First of all I use the Cauchy-Rienmann equations to see if the function is analytic inside the circuferences, so I could use Cauchy's theorem. Turned out, the function is analytic only at $z=0$
$f(z) = (x-iy)^2 = (x^2 - y^2) + i(-2xy) = u + iv$
$\frac{\partial u}{\partial x} = \frac{\partial v}{\partial y} \iff 2x = -2x \iff x = 0$
$\frac{\partial v}{\partial x} = -\frac{\partial u}{\partial y} \iff -2y = 2y \iff y = 0$
so the function is analytic only on $z=0$ and I have to integrate the hard way.
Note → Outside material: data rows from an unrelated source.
use cgmath::{Matrix4, SquareMatrix};
use winit::{
    event::{DeviceEvent, ElementState, KeyEvent},
    keyboard::{KeyCode, PhysicalKey},
    window::Window,
};

use super::{camera_controller::CameraController, orbit_camera::OrbitCamera};

pub struct CameraManager {
    pub camera: OrbitCamera,
    pub controller: CameraController,
}

impl CameraManager {
    pub fn new(camera: OrbitCamera, controller: CameraController) -> Self {
        Self { camera, controller }
    }

    pub fn process_event(&mut self, event: &DeviceEvent, window: &Window) {
        self.controller
            .process_events(event, window, &mut self.camera);
    }

    pub fn process_keyboard_event(&mut self, event: &KeyEvent) {
        if let KeyEvent {
            physical_key: PhysicalKey::Code(KeyCode::ShiftLeft | KeyCode::ShiftRight),
            state,
            ..
        } = event
        {
            self.controller
                .set_shift_held(*state == ElementState::Pressed);
        }
    }

    /// Get the view projection matrix from the camera
    pub fn get_view_proj_matrix(&self) -> cgmath::Matrix4<f32> {
        self.camera.build_view_projection_matrix()
    }
}

pub trait Camera: Sized {
    fn build_view_projection_matrix(&self) -> Matrix4<f32>;
}

#[repr(C)]
#[derive(Copy, Clone, bytemuck::Pod, bytemuck::Zeroable, Debug)]
pub struct CameraUniform {
    /// The eye position of the camera in homogenous coordinates.
    pub view_position: [f32; 4],

    /// Contains the view projection matrix.
    pub view_proj: [[f32; 4]; 4],
}

impl Default for CameraUniform {
    fn default() -> Self {
        Self {
            view_position: [0.0; 4],
            view_proj: convert_matrix4_to_array(Matrix4::identity()),
        }
    }
}

pub fn convert_matrix4_to_array(matrix4: Matrix4<f32>) -> [[f32; 4]; 4] {
    let mut result = [[0.0; 4]; 4];

    for i in 0..4 {
        for j in 0..4 {
            result[i][j] = matrix4[i][j];
        }
    }

    result
}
So I use (1) and now I have: $\oint f(z)dz = \int_c (x^2 - y^2) dx +\int_c (2xy)dy + i\int_c (-2xy)dx +i\int_c (x^2 - y^2)dy$

so here is my problem: how do I integrate this?

what I tried is the following (and it might or migh not be correct);

using polar coordinates:
$x =r\cos\theta$
$y= r\sin\theta$
$dx =-r\sin\theta d\theta$
$dy =r\cos\theta d\theta$

the first integral $\oint_c (x^2 - y^2)dx$ becomes $\int_0^{2\pi}( \cos^2 \theta - \sin^2\theta)(-sin\theta)d\theta = \int_0^{2\pi} (-\cos^2\theta sin\theta +sin^3\theta) d\theta$ (remember that r = 1)

the idea is to do the same for the other integrals, integrate and then add.
I won't do it now because, like I said, I'm not sure this is the correct approach.

Can you you tell me if this would work or not?

Last edited: May 30, 2014
2. May 30, 2014

### BiGyElLoWhAt

if your problem is the path integral of (z*)^2, and z = x + iy, then (z*)^2 is not x^2 -y^2,
z*z = x^y -y^2, is that what you're looking for? I don't have extensive experience with complex integrals, but they really aren't too terribly different from real integrals.
z* = x-iy, and (z*)^2 = x^2 -2ixy -y^2

3. May 30, 2014

### CAF123

Analyticity is a term reserved for the differentiability of a function in some open disk. The function is differentiabie only at z=0, and is therefore nowhere analytic.
Yes, it works. It is the same method that is familiar from computing line integrals in multivariable calculus. Alternatively, you should be able to use the Residue theorem, a generalisation of Cauchy's theorem.

4. May 30, 2014